Confusion was the big headline in Williston, VT-based CapSite Consulting’s U.S. ambulatory EHR certification study. Despite an overwhelming majority of respondents (nearly 90 percent) citing the importance of EHR certification when evaluating EHR solutions, 40 percent of providers were unsure if certification was required to receive stimulus funds for ambulatory EHR purchases. Of the more than 850 healthcare provider organizations polled, misunderstanding about CCHIT (Certification Commission for Health Information Technology) Certification prevailed across small, medium, and large physician practices.
One reason for this mass confusion is the nature of the release of information about meaningful use requirements for electronic health records through the Health Information Technology for Economic and Clinical Health (HITECH) Act. “Generally, because the guidelines come in these different stages in terms of being interim rule, interim final rule, [and final rule], there’s just a lot of steps that went along in the process,” says Brendan FitzGerald , CapSite Consulting’s research director. “It was hard for providers to keep track.”

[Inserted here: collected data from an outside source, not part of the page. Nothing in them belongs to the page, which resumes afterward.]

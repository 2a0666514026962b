//! Detail page tabs selected with `?tab=`.

/// One rendered tab link.
#[derive(Debug, Clone, PartialEq, Eq)]
pub struct Tab {
    pub key: &'static str,
    pub label: &'static str,
    pub href: String,
    pub active: bool,
}

/// The tabs of one detail page and which one is open.
#[derive(Debug, Clone, PartialEq, Eq)]
pub struct TabSet {
    pub tabs: Vec<Tab>,
    pub current: &'static str,
}

impl TabSet {
    /// Build the strip for `base`. Unknown or missing keys open the first tab.
    #[must_use]
    pub fn new(base: &str, tabs: &[(&'static str, &'static str)], requested: Option<&str>) -> Self {
        let current = tabs
            .iter()
            .map(|(key, _)| *key)
            .find(|key| Some(*key) == requested)
            .or_else(|| tabs.first().map(|(key, _)| *key))
            .unwrap_or_default();

        let tabs = tabs
            .iter()
            .map(|(key, label)| Tab {
                key,
                label,
                href: format!("{base}?tab={key}"),
                active: *key == current,
            })
            .collect();

        Self { tabs, current }
    }

    #[must_use]
    pub fn is(&self, key: &str) -> bool {
        self.current == key
    }
}

#[cfg(test)]
#[allow(clippy::unwrap_used)]
mod tests {
    use super::*;

    const ZONE_TABS: [(&str, &str); 3] = [
        ("overview", "Overview"),
        ("regions", "Regions"),
        ("methods", "Methods"),
    ];

    #[test]
    fn test_requested_tab_is_active() {
        let set = TabSet::new("/shipping/zones/3", &ZONE_TABS, Some("regions"));
        assert!(set.is("regions"));
        assert_eq!(set.tabs[1].href, "/shipping/zones/3?tab=regions");
        assert!(set.tabs[1].active);
        assert!(!set.tabs[0].active);
    }

    #[test]
    fn test_unknown_tab_falls_back_to_first() {
        let set = TabSet::new("/shipping/zones/3", &ZONE_TABS, Some("billing"));
        assert!(set.is("overview"));
        let set = TabSet::new("/shipping/zones/3", &ZONE_TABS, None);
        assert!(set.is("overview"));
    }
}
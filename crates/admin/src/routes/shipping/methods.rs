//! Shipping method screens, including bulk zone assignment.

use askama::Template;
use axum::{
    extract::{Path, Query, State},
    response::{Html, IntoResponse, Redirect, Response},
};
use axum_extra::extract::Form;
use serde::Deserialize;
use tracing::instrument;

use segishop_core::FieldErrors;
use segishop_core::shipping::{
    BatchReport, MethodInput, Selection, ShippingMethod, ShippingZone, ZonePartition,
};
use segishop_core::types::{MethodId, MethodType, ZoneId};
use segishop_core::validation::non_blank;

use crate::components::{Notice, NoticeKind, NoticeQuery, TabSet, redirect_with};
use crate::error::AppError;
use crate::filters;
use crate::routes::render;
use crate::services::{AssignmentAction, ZoneAssignmentService};
use crate::state::AppState;

use super::confirm_page;

const CURRENT_PATH: &str = "/shipping/methods";

const METHOD_TABS: [(&str, &str); 2] = [("overview", "Overview"), ("zones", "Zones")];

// =============================================================================
// Form inputs
// =============================================================================

/// Raw method form fields.
#[derive(Debug, Clone, Default, Deserialize)]
pub struct MethodFormInput {
    #[serde(default)]
    pub name: String,
    #[serde(default)]
    pub method_type: String,
    #[serde(default)]
    pub description: String,
    pub is_enabled: Option<String>,
    pub is_taxable: Option<String>,
}

impl MethodFormInput {
    fn blank() -> Self {
        Self {
            method_type: MethodType::default().as_str().to_string(),
            is_enabled: Some("on".to_string()),
            ..Self::default()
        }
    }

    fn from_method(method: &ShippingMethod) -> Self {
        let input = MethodInput::from(method);
        Self {
            name: input.name,
            method_type: input.method_type.as_str().to_string(),
            description: input.description.unwrap_or_default(),
            is_enabled: input.is_enabled.then(|| "on".to_string()),
            is_taxable: input.is_taxable.then(|| "on".to_string()),
        }
    }

    fn parse(&self) -> Result<MethodInput, FieldErrors> {
        let mut errors = FieldErrors::new();
        let method_type = self.method_type.parse::<MethodType>().unwrap_or_else(|_| {
            errors.add("method_type", "Select a method type");
            MethodType::default()
        });
        let input = MethodInput {
            name: self.name.clone(),
            method_type,
            description: non_blank(Some(&self.description)),
            is_enabled: self.is_enabled.is_some(),
            is_taxable: self.is_taxable.is_some(),
        };
        match input.validated() {
            Ok(input) if errors.is_empty() => Ok(input),
            Ok(_) => Err(errors),
            Err(invalid) => Err(super::merge_errors(errors, invalid)),
        }
    }
}

/// Zones tab submission. `intent` names the button that was pressed.
#[derive(Debug, Default, Deserialize)]
pub struct ZoneActionForm {
    #[serde(default)]
    pub intent: String,
    #[serde(default)]
    pub zone_ids: Vec<ZoneId>,
}

// =============================================================================
// Templates
// =============================================================================

/// Method list template.
#[derive(Template)]
#[template(path = "shipping/methods/index.html")]
pub struct MethodsIndexTemplate {
    pub current_path: String,
    pub methods: Vec<ShippingMethod>,
    pub notices: Vec<Notice>,
    pub load_error: Option<String>,
}

/// Method detail template.
#[derive(Template)]
#[template(path = "shipping/methods/show.html")]
pub struct MethodShowTemplate {
    pub current_path: String,
    pub method: ShippingMethod,
    pub tabs: TabSet,
    pub notices: Vec<Notice>,
    pub partition: ZonePartition,
    pub selection: Selection<ZoneId>,
    /// Per-zone outcomes of the last batch, when it partly failed.
    pub report: Option<BatchReport<ZoneId>>,
}

impl MethodShowTemplate {
    fn is_selected(&self, zone: &ShippingZone) -> bool {
        self.selection.contains(zone.id)
    }

    fn selected_in(&self, zones: &[ShippingZone]) -> usize {
        zones.iter().filter(|z| self.selection.contains(z.id)).count()
    }

    fn selected_available(&self) -> usize {
        self.selected_in(&self.partition.available)
    }

    fn selected_assigned(&self) -> usize {
        self.selected_in(&self.partition.assigned)
    }

    /// Whether the "select all" toggle for a list would clear it.
    fn all_selected(&self, assigned: bool) -> bool {
        let zones = if assigned {
            &self.partition.assigned
        } else {
            &self.partition.available
        };
        !zones.is_empty() && self.selected_in(zones) == zones.len()
    }
}

/// Method create/edit form template.
#[derive(Template)]
#[template(path = "shipping/methods/form.html")]
pub struct MethodFormTemplate {
    pub current_path: String,
    pub method_id: Option<MethodId>,
    pub method_types: &'static [MethodType],
    pub form: MethodFormInput,
    pub errors: FieldErrors,
    pub error: Option<String>,
}

impl MethodFormTemplate {
    fn action(&self) -> String {
        self.method_id
            .map_or_else(|| CURRENT_PATH.to_string(), |id| format!("{CURRENT_PATH}/{id}"))
    }
}

#[derive(Debug, Deserialize)]
pub struct TabQuery {
    pub tab: Option<String>,
}

struct ZonesTab {
    partition: ZonePartition,
    selection: Selection<ZoneId>,
    report: Option<BatchReport<ZoneId>>,
}

fn detail_page(
    method: ShippingMethod,
    tab: Option<&str>,
    notices: Vec<Notice>,
    zones: ZonesTab,
) -> Html<String> {
    let base = format!("{CURRENT_PATH}/{}", method.id);
    render(&MethodShowTemplate {
        current_path: CURRENT_PATH.to_string(),
        tabs: TabSet::new(&base, &METHOD_TABS, tab),
        method,
        notices,
        partition: zones.partition,
        selection: zones.selection,
        report: zones.report,
    })
}

// =============================================================================
// Handlers
// =============================================================================

/// Method list handler.
#[instrument(skip(state, notices))]
pub async fn index(State(state): State<AppState>, Query(notices): Query<NoticeQuery>) -> Html<String> {
    let (methods, load_error) = match state.shipping().list_methods().await {
        Ok(methods) => (methods, None),
        Err(e) => {
            tracing::error!("Failed to fetch shipping methods: {e}");
            (Vec::new(), Some(e.user_message()))
        }
    };
    render(&MethodsIndexTemplate {
        current_path: CURRENT_PATH.to_string(),
        methods,
        notices: notices.notices(),
        load_error,
    })
}

/// Method detail handler.
#[instrument(skip(state, notices))]
pub async fn show(
    State(state): State<AppState>,
    Path(id): Path<MethodId>,
    Query(tab): Query<TabQuery>,
    Query(notices): Query<NoticeQuery>,
) -> Result<Html<String>, AppError> {
    let method = state.shipping().get_method(id).await?;
    let tabs = TabSet::new("", &METHOD_TABS, tab.tab.as_deref());
    let partition = if tabs.is("zones") {
        ZoneAssignmentService::new(state.shipping())
            .partition(&method)
            .await?
    } else {
        ZonePartition::default()
    };
    Ok(detail_page(
        method,
        Some(tabs.current),
        notices.notices(),
        ZonesTab {
            partition,
            selection: Selection::new(),
            report: None,
        },
    ))
}

/// Bulk zone assignment handler.
///
/// `assign` binds the method to every selected available zone and `remove`
/// unbinds it from every selected assigned zone. `toggle_available` and
/// `toggle_assigned` are the "select all" boxes of the two lists. A fully
/// successful batch redirects with a success message and clears the
/// selection; otherwise the page is re-rendered with the selection kept and
/// the failed zones listed.
#[instrument(skip(state, form), fields(intent = %form.intent, selected = form.zone_ids.len()))]
pub async fn zones_action(
    State(state): State<AppState>,
    Path(id): Path<MethodId>,
    Form(form): Form<ZoneActionForm>,
) -> Result<Response, AppError> {
    let method = state.shipping().get_method(id).await?;
    let service = ZoneAssignmentService::new(state.shipping());
    let partition = service.partition(&method).await?;

    let mut selection: Selection<ZoneId> = form.zone_ids.iter().copied().collect();
    selection.retain_visible(all_zone_ids(&partition));

    let action = match form.intent.as_str() {
        "assign" => AssignmentAction::Assign,
        "remove" => AssignmentAction::Remove,
        toggle => {
            match toggle {
                "toggle_available" => selection.toggle_all(partition.available.iter().map(|z| z.id)),
                "toggle_assigned" => selection.toggle_all(partition.assigned.iter().map(|z| z.id)),
                other => return Err(AppError::BadRequest(format!("Unknown action: {other}"))),
            }
            let zones = ZonesTab {
                partition,
                selection,
                report: None,
            };
            return Ok(detail_page(method, Some("zones"), Vec::new(), zones).into_response());
        }
    };

    let targets = match action {
        AssignmentAction::Assign => &partition.available,
        AssignmentAction::Remove => &partition.assigned,
    };
    if !targets.iter().any(|z| selection.contains(z.id)) {
        let message = format!("Select at least one zone to {}", action.verb());
        let zones = ZonesTab {
            partition,
            selection,
            report: None,
        };
        return Ok(detail_page(method, Some("zones"), vec![Notice::error(message)], zones).into_response());
    }

    let outcome = match action {
        AssignmentAction::Assign => service.assign(&method, &partition, &selection).await,
        AssignmentAction::Remove => service.remove(&method, &partition, &selection).await,
    };

    if let Some(message) = &outcome.success_message {
        let back = format!("{CURRENT_PATH}/{id}?tab=zones");
        return Ok(redirect_with(&back, NoticeKind::Success, message).into_response());
    }

    // Partial failure: reload so the lists show what did succeed.
    let partition = service.partition(&method).await?;
    selection.retain_visible(all_zone_ids(&partition));
    let notices = outcome
        .error_message
        .clone()
        .map(Notice::alert)
        .into_iter()
        .collect();
    let zones = ZonesTab {
        partition,
        selection,
        report: Some(outcome.report),
    };
    Ok(detail_page(method, Some("zones"), notices, zones).into_response())
}

fn all_zone_ids(partition: &ZonePartition) -> Vec<ZoneId> {
    partition
        .assigned
        .iter()
        .chain(&partition.available)
        .map(|z| z.id)
        .collect()
}

/// New method form handler.
#[instrument]
pub async fn new_method() -> Html<String> {
    form_page(None, MethodFormInput::blank(), FieldErrors::new(), None)
}

/// Create method handler.
#[instrument(skip(state, form))]
pub async fn create(State(state): State<AppState>, Form(form): Form<MethodFormInput>) -> Response {
    let input = match form.parse() {
        Ok(input) => input,
        Err(errors) => return form_page(None, form, errors, None).into_response(),
    };
    match state.shipping().create_method(&input).await {
        Ok(method) => {
            tracing::info!(method_id = %method.id, name = %method.name, "Shipping method created");
            Redirect::to(&format!("{CURRENT_PATH}/{}", method.id)).into_response()
        }
        Err(e) => {
            tracing::error!(name = %input.name, error = %e, "Failed to create shipping method");
            form_page(None, form, FieldErrors::new(), Some(e.user_message())).into_response()
        }
    }
}

/// Edit method form handler.
#[instrument(skip(state))]
pub async fn edit(
    State(state): State<AppState>,
    Path(id): Path<MethodId>,
) -> Result<Html<String>, AppError> {
    let method = state.shipping().get_method(id).await?;
    Ok(form_page(
        Some(id),
        MethodFormInput::from_method(&method),
        FieldErrors::new(),
        None,
    ))
}

/// Update method handler.
#[instrument(skip(state, form))]
pub async fn update(
    State(state): State<AppState>,
    Path(id): Path<MethodId>,
    Form(form): Form<MethodFormInput>,
) -> Response {
    let input = match form.parse() {
        Ok(input) => input,
        Err(errors) => return form_page(Some(id), form, errors, None).into_response(),
    };
    match state.shipping().update_method(id, &input).await {
        Ok(_) => {
            tracing::info!(method_id = %id, "Shipping method updated");
            redirect_with(&format!("{CURRENT_PATH}/{id}"), NoticeKind::Success, "Method saved")
                .into_response()
        }
        Err(e) => {
            tracing::error!(method_id = %id, error = %e, "Failed to update shipping method");
            form_page(Some(id), form, FieldErrors::new(), Some(e.user_message())).into_response()
        }
    }
}

fn form_page(
    method_id: Option<MethodId>,
    form: MethodFormInput,
    errors: FieldErrors,
    error: Option<String>,
) -> Html<String> {
    render(&MethodFormTemplate {
        current_path: CURRENT_PATH.to_string(),
        method_id,
        method_types: &MethodType::ALL,
        form,
        errors,
        error,
    })
}

/// Delete confirmation handler.
#[instrument(skip(state))]
pub async fn confirm_delete(
    State(state): State<AppState>,
    Path(id): Path<MethodId>,
) -> Result<Html<String>, AppError> {
    let method = state.shipping().get_method(id).await?;
    Ok(confirm_page(
        CURRENT_PATH,
        "Delete shipping method".to_string(),
        format!(
            "Delete \"{}\"? It is assigned to {} zone(s).",
            method.name, method.zone_count
        ),
        format!("{CURRENT_PATH}/{id}/delete"),
        CURRENT_PATH.to_string(),
    ))
}

/// Delete method handler.
#[instrument(skip(state))]
pub async fn delete(State(state): State<AppState>, Path(id): Path<MethodId>) -> Redirect {
    match state.shipping().delete_method(id).await {
        Ok(ack) => {
            tracing::info!(method_id = %id, "Shipping method deleted");
            let message = ack.message.unwrap_or_else(|| "Shipping method deleted".to_string());
            redirect_with(CURRENT_PATH, NoticeKind::Success, &message)
        }
        Err(e) => {
            tracing::error!(method_id = %id, error = %e, "Failed to delete shipping method");
            redirect_with(CURRENT_PATH, NoticeKind::Alert, &e.user_message())
        }
    }
}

Another cause for confusion cited by the Williston, Vt.-based CapSite was that the certification requirements weren’t spelled out clearly enough for providers. The interim final rule was a staggering 556 pages long, while the interim EHR certification requirements was 136 pages. CapSite Consulting’s vice president and general manager Gino Johnson marveled at how any doctor could wade through all that information while also carrying busy caseloads.

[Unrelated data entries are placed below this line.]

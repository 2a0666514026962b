//! Shopping cart shapes and the rules the cart page applies to them.
//!
//! There are two carts. A signed-in customer's cart lives on the API; a
//! guest's cart lives in the session. [`CartMode`] decides which one a
//! request reads and writes.

use std::sync::LazyLock;

use chrono::{DateTime, Utc};
use regex::Regex;
use rust_decimal::Decimal;
use serde::{Deserialize, Serialize};

use crate::types::{ProductId, UserId, timestamp};

/// "6 pack", "12-Pack", "3pack". The number is the pack size.
static PACK_SIZE: LazyLock<Regex> =
    LazyLock::new(|| Regex::new(r"(?i)(\d+)\s*pack").expect("Invalid regex"));

// =============================================================================
// Mode
// =============================================================================

/// Which cart the current request works with.
#[derive(Debug, Clone, Copy, PartialEq, Eq)]
pub enum CartMode {
    /// Cart kept in the session.
    Guest,
    /// Cart kept by the API for this customer.
    Customer(UserId),
}

impl CartMode {
    #[must_use]
    pub const fn from_customer(customer: Option<UserId>) -> Self {
        match customer {
            Some(id) => Self::Customer(id),
            None => Self::Guest,
        }
    }

    #[must_use]
    pub const fn is_guest(self) -> bool {
        matches!(self, Self::Guest)
    }
}

/// What a quantity stepper click turns into.
#[derive(Debug, Clone, Copy, PartialEq, Eq)]
pub enum QuantityChange {
    Update(u32),
    Remove,
}

impl QuantityChange {
    /// Anything below 1 removes the line.
    #[must_use]
    pub fn from_requested(quantity: i64) -> Self {
        if quantity < 1 {
            Self::Remove
        } else {
            Self::Update(u32::try_from(quantity).unwrap_or(u32::MAX))
        }
    }
}

// =============================================================================
// Line attributes
// =============================================================================

/// Parsed `productAttributes` of a cart line.
///
/// The API stores attributes as an opaque string: usually a JSON object
/// carrying a `displayName`, sometimes plain text, sometimes nothing.
#[derive(Debug, Clone, PartialEq, Eq)]
pub enum LineAttributes {
    None,
    /// A multi-unit pack; `label` is the configuration's display name.
    Pack { size: u32, label: Option<String> },
    /// Any other configuration, reduced to its display text.
    Text(String),
    /// Looked like JSON but did not parse. `pack_size` is still read from
    /// the raw text so pack pricing applies.
    Malformed { raw: String, pack_size: Option<u32> },
}

#[derive(Deserialize)]
#[serde(rename_all = "camelCase")]
struct AttributeConfig {
    #[serde(default)]
    display_name: Option<String>,
}

impl LineAttributes {
    /// Parse the raw attribute string once, at the API boundary.
    #[must_use]
    pub fn parse(raw: Option<&str>) -> Self {
        let Some(raw) = raw.map(str::trim).filter(|r| !r.is_empty()) else {
            return Self::None;
        };

        let looks_like_json = raw.starts_with('{') || raw.starts_with('[');
        let label = if looks_like_json {
            match serde_json::from_str::<AttributeConfig>(raw) {
                Ok(config) => config.display_name.filter(|n| !n.trim().is_empty()),
                Err(_) => {
                    return Self::Malformed {
                        raw: raw.to_owned(),
                        pack_size: pack_size(raw),
                    };
                }
            }
        } else {
            Some(raw.to_owned())
        };

        match pack_size(raw) {
            Some(size) => Self::Pack { size, label },
            None => Self::Text(label.unwrap_or_else(|| "Custom configuration".to_owned())),
        }
    }

    #[must_use]
    pub const fn pack_size(&self) -> Option<u32> {
        match self {
            Self::Pack { size, .. } => Some(*size),
            Self::Malformed { pack_size, .. } => *pack_size,
            Self::None | Self::Text(_) => None,
        }
    }

    #[must_use]
    pub const fn is_malformed(&self) -> bool {
        matches!(self, Self::Malformed { .. })
    }

    /// Text shown under the product name, `None` for plain lines.
    #[must_use]
    pub fn display_label(&self) -> Option<String> {
        match self {
            Self::None => None,
            Self::Pack { size, label } => {
                Some(label.clone().unwrap_or_else(|| format!("{size} pack")))
            }
            Self::Text(text) => Some(text.clone()),
            Self::Malformed { .. } => Some("Standard".to_owned()),
        }
    }
}

fn pack_size(raw: &str) -> Option<u32> {
    PACK_SIZE
        .captures(raw)
        .and_then(|c| c.get(1))
        .and_then(|m| m.as_str().parse::<u32>().ok())
        .filter(|n| *n > 0)
}

// =============================================================================
// Unit price
// =============================================================================

/// Price figures a cart line may carry. Which ones are present depends on
/// where the line came from.
#[derive(Debug, Clone, Copy, PartialEq, Eq)]
pub struct PriceBasis<'a> {
    pub product_price: Option<Decimal>,
    pub effective_price: Option<Decimal>,
    pub unit_price: Option<Decimal>,
    pub total_price: Decimal,
    pub quantity: u32,
    pub attributes: &'a LineAttributes,
}

impl PriceBasis<'_> {
    /// The "each" price shown on a cart line.
    ///
    /// An explicit product price wins. Otherwise a pack divides the
    /// effective price (or the unit price) by the pack size. Then the plain
    /// unit price, and last the line total over its quantity.
    #[must_use]
    pub fn each(&self) -> Decimal {
        if let Some(price) = self.product_price {
            return price;
        }
        if let Some(size) = self.attributes.pack_size() {
            let size = Decimal::from(size);
            if let Some(price) = self.effective_price.or(self.unit_price) {
                return price / size;
            }
        }
        if let Some(price) = self.unit_price {
            return price;
        }
        self.total_price
            .checked_div(Decimal::from(self.quantity))
            .unwrap_or(self.total_price)
    }
}

// =============================================================================
// Customer cart (API)
// =============================================================================

/// A line of a customer's cart as returned by the API.
#[derive(Debug, Clone, PartialEq, Serialize, Deserialize)]
#[serde(rename_all = "camelCase")]
pub struct CartItem {
    pub id: i32,
    pub product_id: ProductId,
    pub product_name: String,
    #[serde(default)]
    pub product_slug: String,
    #[serde(default, with = "rust_decimal::serde::float_option")]
    pub product_price: Option<Decimal>,
    #[serde(default)]
    pub product_image: Option<String>,
    #[serde(default)]
    pub product_attributes: Option<String>,
    pub quantity: u32,
    #[serde(with = "rust_decimal::serde::float")]
    pub total_price: Decimal,
    #[serde(default = "in_stock")]
    pub is_in_stock: bool,
    #[serde(default)]
    pub stock_quantity: i32,
    #[serde(default, deserialize_with = "timestamp::deserialize_optional")]
    pub created_at: Option<DateTime<Utc>>,
    #[serde(default, deserialize_with = "timestamp::deserialize_optional")]
    pub updated_at: Option<DateTime<Utc>>,
}

const fn in_stock() -> bool {
    true
}

/// Cart contents plus totals.
#[derive(Debug, Clone, PartialEq, Serialize, Deserialize)]
#[serde(rename_all = "camelCase")]
pub struct CartSummary<T> {
    pub items: Vec<T>,
    pub total_items: u32,
    #[serde(with = "rust_decimal::serde::float")]
    pub subtotal: Decimal,
    pub unique_items_count: u32,
}

impl<T> CartSummary<T> {
    #[must_use]
    pub const fn empty() -> Self {
        Self {
            items: Vec::new(),
            total_items: 0,
            subtotal: Decimal::ZERO,
            unique_items_count: 0,
        }
    }

    #[must_use]
    pub fn is_empty(&self) -> bool {
        self.items.is_empty()
    }
}

/// Body for `POST /cart/{userId}/items`.
#[derive(Debug, Clone, PartialEq, Eq, Serialize, Deserialize)]
#[serde(rename_all = "camelCase")]
pub struct AddToCart {
    pub product_id: ProductId,
    pub quantity: u32,
    #[serde(default, skip_serializing_if = "Option::is_none")]
    pub product_attributes: Option<String>,
    /// Price worked out on the product page for a configured product.
    #[serde(
        default,
        skip_serializing_if = "Option::is_none",
        with = "rust_decimal::serde::float_option"
    )]
    pub calculated_price: Option<Decimal>,
}

/// Body for `PUT /cart/{userId}/items/{itemId}`.
#[derive(Debug, Clone, Copy, PartialEq, Eq, Serialize, Deserialize)]
pub struct UpdateCartItem {
    pub quantity: u32,
}

// =============================================================================
// Guest cart (session)
// =============================================================================

/// A guest cart line. Ids are `guest_{millis}_{productId}`.
#[derive(Debug, Clone, PartialEq, Eq, Serialize, Deserialize)]
#[serde(rename_all = "camelCase")]
pub struct GuestCartItem {
    pub id: String,
    pub product_id: ProductId,
    pub product_name: String,
    #[serde(default)]
    pub product_image: Option<String>,
    pub quantity: u32,
    pub unit_price: Decimal,
    pub effective_price: Decimal,
    pub total_price: Decimal,
    #[serde(default)]
    pub product_attributes: Option<String>,
}

/// Product facts copied into a guest line when it is added.
#[derive(Debug, Clone, PartialEq, Eq)]
pub struct ProductSnapshot {
    pub product_id: ProductId,
    pub name: String,
    pub image_url: Option<String>,
    pub price: Decimal,
}

/// A guest's cart, stored whole in the session.
#[derive(Debug, Clone, PartialEq, Eq, Default, Serialize, Deserialize)]
pub struct GuestCart {
    items: Vec<GuestCartItem>,
}

impl GuestCart {
    #[must_use]
    pub fn items(&self) -> &[GuestCartItem] {
        &self.items
    }

    #[must_use]
    pub fn is_empty(&self) -> bool {
        self.items.is_empty()
    }

    /// Add `quantity` of a product. A line with the same product and
    /// attributes is topped up and refreshed from `product` instead of
    /// duplicated. Returns the id of the affected line.
    pub fn add(
        &mut self,
        product: ProductSnapshot,
        request: &AddToCart,
        now: DateTime<Utc>,
    ) -> String {
        let effective_price = request.calculated_price.unwrap_or(product.price);
        let existing = self.items.iter_mut().find(|item| {
            item.product_id == product.product_id
                && item.product_attributes == request.product_attributes
        });

        if let Some(item) = existing {
            item.quantity = item.quantity.saturating_add(request.quantity);
            item.product_name = product.name;
            item.product_image = product.image_url;
            item.unit_price = product.price;
            item.effective_price = effective_price;
            item.total_price = effective_price * Decimal::from(item.quantity);
            return item.id.clone();
        }

        let id = format!(
            "guest_{}_{}",
            now.timestamp_millis(),
            product.product_id.as_i32()
        );
        self.items.push(GuestCartItem {
            id: id.clone(),
            product_id: product.product_id,
            product_name: product.name,
            product_image: product.image_url,
            quantity: request.quantity,
            unit_price: product.price,
            effective_price,
            total_price: effective_price * Decimal::from(request.quantity),
            product_attributes: request.product_attributes.clone(),
        });
        id
    }

    /// Apply a stepper change. Returns `false` when no line has `id`.
    pub fn apply(&mut self, id: &str, change: QuantityChange) -> bool {
        match change {
            QuantityChange::Remove => self.remove(id),
            QuantityChange::Update(quantity) => {
                let Some(item) = self.items.iter_mut().find(|i| i.id == id) else {
                    return false;
                };
                item.quantity = quantity;
                item.total_price = item.effective_price * Decimal::from(quantity);
                true
            }
        }
    }

    pub fn remove(&mut self, id: &str) -> bool {
        let before = self.items.len();
        self.items.retain(|i| i.id != id);
        self.items.len() != before
    }

    pub fn clear(&mut self) {
        self.items.clear();
    }

    /// Requests that re-create every guest line in a customer's cart.
    #[must_use]
    pub fn merge_requests(&self) -> Vec<AddToCart> {
        self.items
            .iter()
            .map(|item| AddToCart {
                product_id: item.product_id,
                quantity: item.quantity,
                product_attributes: item.product_attributes.clone(),
                calculated_price: None,
            })
            .collect()
    }

    #[must_use]
    pub fn summary(&self) -> CartSummary<GuestCartItem> {
        CartSummary {
            items: self.items.clone(),
            total_items: self.items.iter().map(|i| i.quantity).sum(),
            subtotal: self.items.iter().map(|i| i.total_price).sum(),
            unique_items_count: u32::try_from(self.items.len()).unwrap_or(u32::MAX),
        }
    }
}

// =============================================================================
// Rendering
// =============================================================================

/// A cart line ready for display, whichever cart it came from.
#[derive(Debug, Clone, PartialEq, Eq)]
pub struct CartLine {
    /// Numeric id for customer lines, `guest_...` for guest lines.
    pub id: String,
    pub product_id: ProductId,
    pub product_name: String,
    pub product_image: Option<String>,
    pub attributes: LineAttributes,
    pub quantity: u32,
    pub each: Decimal,
    pub total_price: Decimal,
}

impl From<&CartItem> for CartLine {
    fn from(item: &CartItem) -> Self {
        let attributes = LineAttributes::parse(item.product_attributes.as_deref());
        let each = PriceBasis {
            product_price: item.product_price,
            effective_price: None,
            unit_price: None,
            total_price: item.total_price,
            quantity: item.quantity,
            attributes: &attributes,
        }
        .each();
        Self {
            id: item.id.to_string(),
            product_id: item.product_id,
            product_name: item.product_name.clone(),
            product_image: item.product_image.clone(),
            attributes,
            quantity: item.quantity,
            each,
            total_price: item.total_price,
        }
    }
}

impl From<&GuestCartItem> for CartLine {
    fn from(item: &GuestCartItem) -> Self {
        let attributes = LineAttributes::parse(item.product_attributes.as_deref());
        let each = PriceBasis {
            product_price: None,
            effective_price: Some(item.effective_price),
            unit_price: Some(item.unit_price),
            total_price: item.total_price,
            quantity: item.quantity,
            attributes: &attributes,
        }
        .each();
        Self {
            id: item.id.clone(),
            product_id: item.product_id,
            product_name: item.product_name.clone(),
            product_image: item.product_image.clone(),
            attributes,
            quantity: item.quantity,
            each,
            total_price: item.total_price,
        }
    }
}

Johnson believes EMR vendors also breed confusion within the market. “Over the last year or so, a number of vendors released press releases talking about [how] their product’s certified— certified by this body,” he says. “So, it just adds to this environment that is confusing for providers.”
Providers also didn’t seem to have consensus over who were the certifiers in the market. Sixty-nine percent of respondents didn’t realize there would be federally accredited alternatives to the Chicago-based CCHIT for EHR certification. Even though there wasn’t much variance across physician organization size, Johnson believes that smaller organizations are at a disadvantage as they might not have the relationships with advisory firms “to help them sift through” the flurry of press releases and new information on federally accredited certifying bodies.
Small physician practices were also found to be less concerned with who certifies their EHR as long as they are able to obtain stimulus funding. FitzGerald believes that since smaller physician practices have a larger burden in terms of cost and implementation, their primary goal is to meet requirements to get funding, rather than focusing on the certifier.
Bryan Fiekers, CapSite’s director of business development sees interoperability as the big challenge ahead for CIOs, as the certifying bodies determine the vendors that will be certified. “As these small physician practices look to integrate with these larger IDNs [integrated delivery network] in order to complete the health information exchange, there’s going to be a larger burden placed on the CIO in order to make sure these records are interoperable and that the use of records can be shared seamlessly,” he says.
Johnson does see a silver lining now that the final meaningful use rule has been released. And light will be shed on EHR certification by organizations like the Chicago-based Healthcare Information and Management Systems Society (HIMSS) to educate the market through webinars and white papers.